The decision to engage in gender budgeting was made more than seven years ago, but it will take more time and the overcoming of numerous challenges along the way before full implementation actually occurs
Gender budgeting is a praxis that strives to mainstream the needs, life experiences and preferences of women into fiscal and other economic decision-making. Since the budget is the main instrument of policy for both the central government and local authorities, gender budgeting is a most useful tool for exposing patterns of gender inequality in official policy. The aim of gender budgeting, then, is to increase gender equality and close the gaps between women and men in access to public resources and services.
To promote the notion of gender budgeting, in the spirit of initiatives taken in other countries, the Women’s Budget Forum, under the leadership of Adva Center, was active between 2004 and 2012. At its height, the Forum included 35 Jewish and Arab feminist organizations. This ad-hoc coalition’s unique model of action combined the experiences of its member organizations in community action work with research and advocacy. The work of the Forum was based on feminist commitment, understanding of women’s needs through actual field work, solidarity among member organizations and efforts to ever expand the circle of persuaded; the work also involved spreading the idea of gender budgeting through the mass and social media, convincing (especially but not only) female politicians and government officials of its importance, convincing other social action organizations of the same and joining international cooperative actions.

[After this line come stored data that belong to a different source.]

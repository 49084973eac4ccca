//! Analytics endpoints served by the upstream REST source.
//!
//! Each endpoint is a zero-sized marker type implementing [`Endpoint`].

use pulse_core::{Comment, FetchResult, Post, User, UserId};
use serde_json::Value;

use crate::cache::{decode_json, Endpoint, Tag};

/// Invalidation tags for the analytics resources.
pub mod tags {
    use crate::cache::Tag;

    pub const USERS: Tag = Tag::new("Users");
    pub const POSTS: Tag = Tag::new("Posts");
    pub const COMMENTS: Tag = Tag::new("Comments");

    pub const ALL: [Tag; 3] = [USERS, POSTS, COMMENTS];
}

/// Maximum number of posts returned by [`SearchPosts`].
pub const SEARCH_RESULT_LIMIT: usize = 5;

/// First [`SEARCH_RESULT_LIMIT`] posts whose title contains `term`,
/// ignoring case, in input order.
pub fn filter_posts(posts: Vec<Post>, term: &str) -> Vec<Post> {
    posts
        .into_iter()
        .filter(|post| post.title_matches(term))
        .take(SEARCH_RESULT_LIMIT)
        .collect()
}

/// All users.
#[derive(Debug, Clone, Copy)]
pub struct GetUsers;

impl Endpoint for GetUsers {
    const NAME: &'static str = "getUsers";
    type Arg = ();
    type Output = Vec<User>;

    fn path(_arg: &()) -> String {
        "users".to_string()
    }

    fn tags(_arg: &()) -> Vec<Tag> {
        vec![tags::USERS]
    }

    fn decode(raw: Value, _arg: &(), path: &str) -> FetchResult<Vec<User>> {
        decode_json(raw, path)
    }
}

/// All posts.
#[derive(Debug, Clone, Copy)]
pub struct GetPosts;

impl Endpoint for GetPosts {
    const NAME: &'static str = "getPosts";
    type Arg = ();
    type Output = Vec<Post>;

    fn path(_arg: &()) -> String {
        "posts".to_string()
    }

    fn tags(_arg: &()) -> Vec<Tag> {
        vec![tags::POSTS]
    }

    fn decode(raw: Value, _arg: &(), path: &str) -> FetchResult<Vec<Post>> {
        decode_json(raw, path)
    }
}

/// All comments.
#[derive(Debug, Clone, Copy)]
pub struct GetComments;

impl Endpoint for GetComments {
    const NAME: &'static str = "getComments";
    type Arg = ();
    type Output = Vec<Comment>;

    fn path(_arg: &()) -> String {
        "comments".to_string()
    }

    fn tags(_arg: &()) -> Vec<Tag> {
        vec![tags::COMMENTS]
    }

    fn decode(raw: Value, _arg: &(), path: &str) -> FetchResult<Vec<Comment>> {
        decode_json(raw, path)
    }
}

/// Title search over the full posts collection.
///
/// Fetches `posts` and filters client-side; each distinct term is its own
/// cache entry. Carries no tag, so invalidating `Posts` leaves search
/// results alone. Callers gate short terms themselves.
#[derive(Debug, Clone, Copy)]
pub struct SearchPosts;

impl Endpoint for SearchPosts {
    const NAME: &'static str = "searchPosts";
    type Arg = String;
    type Output = Vec<Post>;

    fn path(_term: &String) -> String {
        "posts".to_string()
    }

    fn decode(raw: Value, term: &String, path: &str) -> FetchResult<Vec<Post>> {
        let posts: Vec<Post> = decode_json(raw, path)?;
        Ok(filter_posts(posts, term))
    }
}

/// A single user by id.
#[derive(Debug, Clone, Copy)]
pub struct GetUser;

impl Endpoint for GetUser {
    const NAME: &'static str = "getUser";
    type Arg = UserId;
    type Output = User;

    fn path(id: &UserId) -> String {
        format!("users/{id}")
    }

    fn tags(_id: &UserId) -> Vec<Tag> {
        vec![tags::USERS]
    }

    fn decode(raw: Value, _id: &UserId, path: &str) -> FetchResult<User> {
        decode_json(raw, path)
    }
}

/// Posts written by one user.
#[derive(Debug, Clone, Copy)]
pub struct GetPostsByUser;

impl Endpoint for GetPostsByUser {
    const NAME: &'static str = "getPostsByUser";
    type Arg = UserId;
    type Output = Vec<Post>;

    fn path(id: &UserId) -> String {
        format!("posts?userId={id}")
    }

    fn tags(_id: &UserId) -> Vec<Tag> {
        vec![tags::POSTS]
    }

    fn decode(raw: Value, _id: &UserId, path: &str) -> FetchResult<Vec<Post>> {
        decode_json(raw, path)
    }
}
//! Pulse theme and color utilities.

use pulse_cache::QueryStatus;
use ratatui::style::Color;

use crate::notifications::NotificationLevel;

/// Names accepted by `[theme] name`.
pub const THEME_NAMES: &[&str] = &["pulse"];

#[derive(Debug, Clone, PartialEq, Eq)]
pub struct PulseTheme {
    pub bg: Color,
    pub bg_highlight: Color,
    pub primary: Color,
    pub primary_dim: Color,
    pub secondary: Color,
    pub success: Color,
    pub warning: Color,
    pub error: Color,
    pub info: Color,
    pub text: Color,
    pub text_dim: Color,
    pub border: Color,
    pub border_focus: Color,
    /// Series colors for charts, cycled by index.
    pub series: [Color; 5],
}

impl PulseTheme {
    pub fn pulse() -> Self {
        Self {
            bg: Color::Rgb(15, 17, 26),
            bg_highlight: Color::Rgb(36, 40, 59),
            primary: Color::Rgb(136, 132, 216),
            primary_dim: Color::Rgb(86, 82, 150),
            secondary: Color::Rgb(130, 202, 157),
            success: Color::Rgb(130, 202, 157),
            warning: Color::Rgb(255, 198, 88),
            error: Color::Rgb(255, 99, 99),
            info: Color::Rgb(125, 207, 255),
            text: Color::Rgb(220, 223, 228),
            text_dim: Color::Rgb(130, 135, 150),
            border: Color::Rgb(65, 72, 104),
            border_focus: Color::Rgb(136, 132, 216),
            series: [
                Color::Rgb(136, 132, 216),
                Color::Rgb(130, 202, 157),
                Color::Rgb(255, 198, 88),
                Color::Rgb(255, 128, 66),
                Color::Rgb(0, 196, 159),
            ],
        }
    }

    /// Look up a theme by its configured name, ignoring case.
    pub fn by_name(name: &str) -> Option<Self> {
        match name.trim().to_ascii_lowercase().as_str() {
            "pulse" => Some(Self::pulse()),
            _ => None,
        }
    }

    pub fn series_color(&self, index: usize) -> Color {
        self.series[index % self.series.len()]
    }
}

impl Default for PulseTheme {
    fn default() -> Self {
        Self::pulse()
    }
}

pub fn notification_color(level: NotificationLevel, theme: &PulseTheme) -> Color {
    match level {
        NotificationLevel::Info => theme.info,
        NotificationLevel::Warning => theme.warning,
        NotificationLevel::Error => theme.error,
        NotificationLevel::Success => theme.success,
    }
}

pub fn query_status_color(status: QueryStatus, theme: &PulseTheme) -> Color {
    match status {
        QueryStatus::Idle => theme.text_dim,
        QueryStatus::Loading => theme.info,
        QueryStatus::Success => theme.text,
        QueryStatus::Error => theme.error,
    }
}
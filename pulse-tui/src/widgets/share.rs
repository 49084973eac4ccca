//! Contributor share gauges.

use pulse_core::ContributorShare;
use ratatui::{
    layout::{Constraint, Direction, Layout, Rect},
    style::Style,
    widgets::{Block, Borders, Gauge},
    Frame,
};

use crate::theme::PulseTheme;

/// One proportional bar per contributor, colored by position.
pub struct ShareGauges<'a> {
    pub title: &'a str,
    pub shares: &'a [ContributorShare],
    pub theme: &'a PulseTheme,
}

impl ShareGauges<'_> {
    pub fn render(&self, f: &mut Frame<'_>, area: Rect) {
        let block = Block::default()
            .title(self.title)
            .borders(Borders::ALL)
            .border_style(Style::default().fg(self.theme.border));
        let inner = block.inner(area);
        f.render_widget(block, area);

        if self.shares.is_empty() {
            return;
        }

        let rows = Layout::default()
            .direction(Direction::Vertical)
            .constraints(
                self.shares
                    .iter()
                    .map(|_| Constraint::Length(1))
                    .chain(std::iter::once(Constraint::Min(0))),
            )
            .split(inner);

        for (index, share) in self.shares.iter().enumerate() {
            let gauge = Gauge::default()
                .gauge_style(Style::default().fg(self.theme.series_color(index)))
                .ratio(share.share.clamp(0.0, 1.0))
                .label(format!("{} {:.1}% ({})", share.name, share.percent(), share.posts));
            f.render_widget(gauge, rows[index]);
        }
    }
}
//! Per-region loading and error placeholder.
//!
//! Each data region renders one of these in place of its content until the
//! query behind it has data, so a failure in one region never blanks another.

use pulse_cache::{QueryState, QueryStatus};
use ratatui::{
    layout::Rect,
    style::Style,
    widgets::{Block, Borders, Paragraph, Wrap},
    Frame,
};

use crate::theme::{query_status_color, PulseTheme};

pub struct StatusIndicator {
    pub title: String,
    pub status: String,
    pub style: Style,
}

impl StatusIndicator {
    /// Placeholder for `state`, or `None` when there is data to show.
    pub fn for_state<T: ?Sized>(
        title: impl Into<String>,
        what: &str,
        state: &QueryState<T>,
        theme: &PulseTheme,
    ) -> Option<Self> {
        let status = match state.status {
            QueryStatus::Success if state.data.is_some() => return None,
            QueryStatus::Error => match &state.error {
                Some(err) => format!("Failed to load {what}: {err}"),
                None => format!("Failed to load {what}"),
            },
            QueryStatus::Idle => format!("Waiting for {what}"),
            QueryStatus::Loading | QueryStatus::Success => format!("Loading {what}..."),
        };
        Some(Self {
            title: title.into(),
            status,
            style: Style::default().fg(query_status_color(state.status, theme)),
        })
    }

    pub fn render(&self, f: &mut Frame<'_>, area: Rect) {
        let paragraph = Paragraph::new(self.status.clone())
            .style(self.style)
            .wrap(Wrap { trim: true })
            .block(
                Block::default()
                    .title(self.title.as_str())
                    .borders(Borders::ALL),
            );
        f.render_widget(paragraph, area);
    }
}
//! Keybinding definitions for the TUI.

use crossterm::event::{KeyCode, KeyEvent, KeyEventKind, KeyModifiers};

/// Where keystrokes go.
#[derive(Debug, Clone, Copy, PartialEq, Eq, Default)]
pub enum InputMode {
    #[default]
    Normal,
    /// Typing into the search box.
    Search,
}

#[derive(Debug, Clone, Copy, PartialEq, Eq)]
pub enum Action {
    Quit,
    NextView,
    PrevView,
    MoveUp,
    MoveDown,
    /// Refetch users and posts.
    Refresh,
    /// Invalidate every analytics tag.
    InvalidateAll,
    FocusSearch,
    SearchInput(char),
    SearchBackspace,
    ClearSearch,
    Cancel,
}

pub fn map_key(event: KeyEvent, mode: InputMode) -> Option<Action> {
    let KeyEvent {
        code,
        modifiers,
        kind,
        ..
    } = event;

    if kind == KeyEventKind::Release {
        return None;
    }

    if modifiers.contains(KeyModifiers::CONTROL) {
        return match code {
            KeyCode::Char('c') => Some(Action::Quit),
            KeyCode::Char('u') if mode == InputMode::Search => Some(Action::ClearSearch),
            _ => None,
        };
    }

    match mode {
        InputMode::Search => match code {
            KeyCode::Esc | KeyCode::Enter => Some(Action::Cancel),
            KeyCode::Backspace => Some(Action::SearchBackspace),
            KeyCode::Char(c) => Some(Action::SearchInput(c)),
            KeyCode::Tab => Some(Action::NextView),
            _ => None,
        },
        InputMode::Normal => match code {
            KeyCode::Char('q') => Some(Action::Quit),
            KeyCode::Char('r') => Some(Action::Refresh),
            KeyCode::Char('R') => Some(Action::InvalidateAll),
            KeyCode::Char('/') => Some(Action::FocusSearch),
            KeyCode::Esc => Some(Action::Cancel),
            KeyCode::Tab => Some(Action::NextView),
            KeyCode::BackTab => Some(Action::PrevView),
            KeyCode::Up | KeyCode::Char('k') => Some(Action::MoveUp),
            KeyCode::Down | KeyCode::Char('j') => Some(Action::MoveDown),
            _ => None,
        },
    }
}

In October 2014, the central government of Israel took a momentous decision: henceforth, all government ministries were to engage in gender budgeting. This did not come out of the blue, but rather only after the ground had been laid by social advocacy organizations and after female politicians worked to promote the idea, first and foremost MK Aliza Lavie, who headed the Knesset Committee on the Status of Women, as a representative of the Yesh Atid party – the same party that held the position of Minister of Finance. Additional partnerships were formed with government officials, foremost among them Yael Mevorach, who then served as Deputy Director of Budgets at the Ministry of Finance. As such, Mevorach also served as the chair of a committee set up to examine the possibility of mandating gender budgeting in central government ministries. This background information clarifies the importance of women’s representation in decision making and the connection between representation and action.
The decision to engage in gender budgeting was made more than seven years ago, but it will take more time and the overcoming of numerous challenges along the way before full implementation actually occurs. Thus, the task of feminist organizations is still relevant: we need to “stand guard” – oversee the process and suggest alternatives when relevant, in order to promote a feminist economic agenda.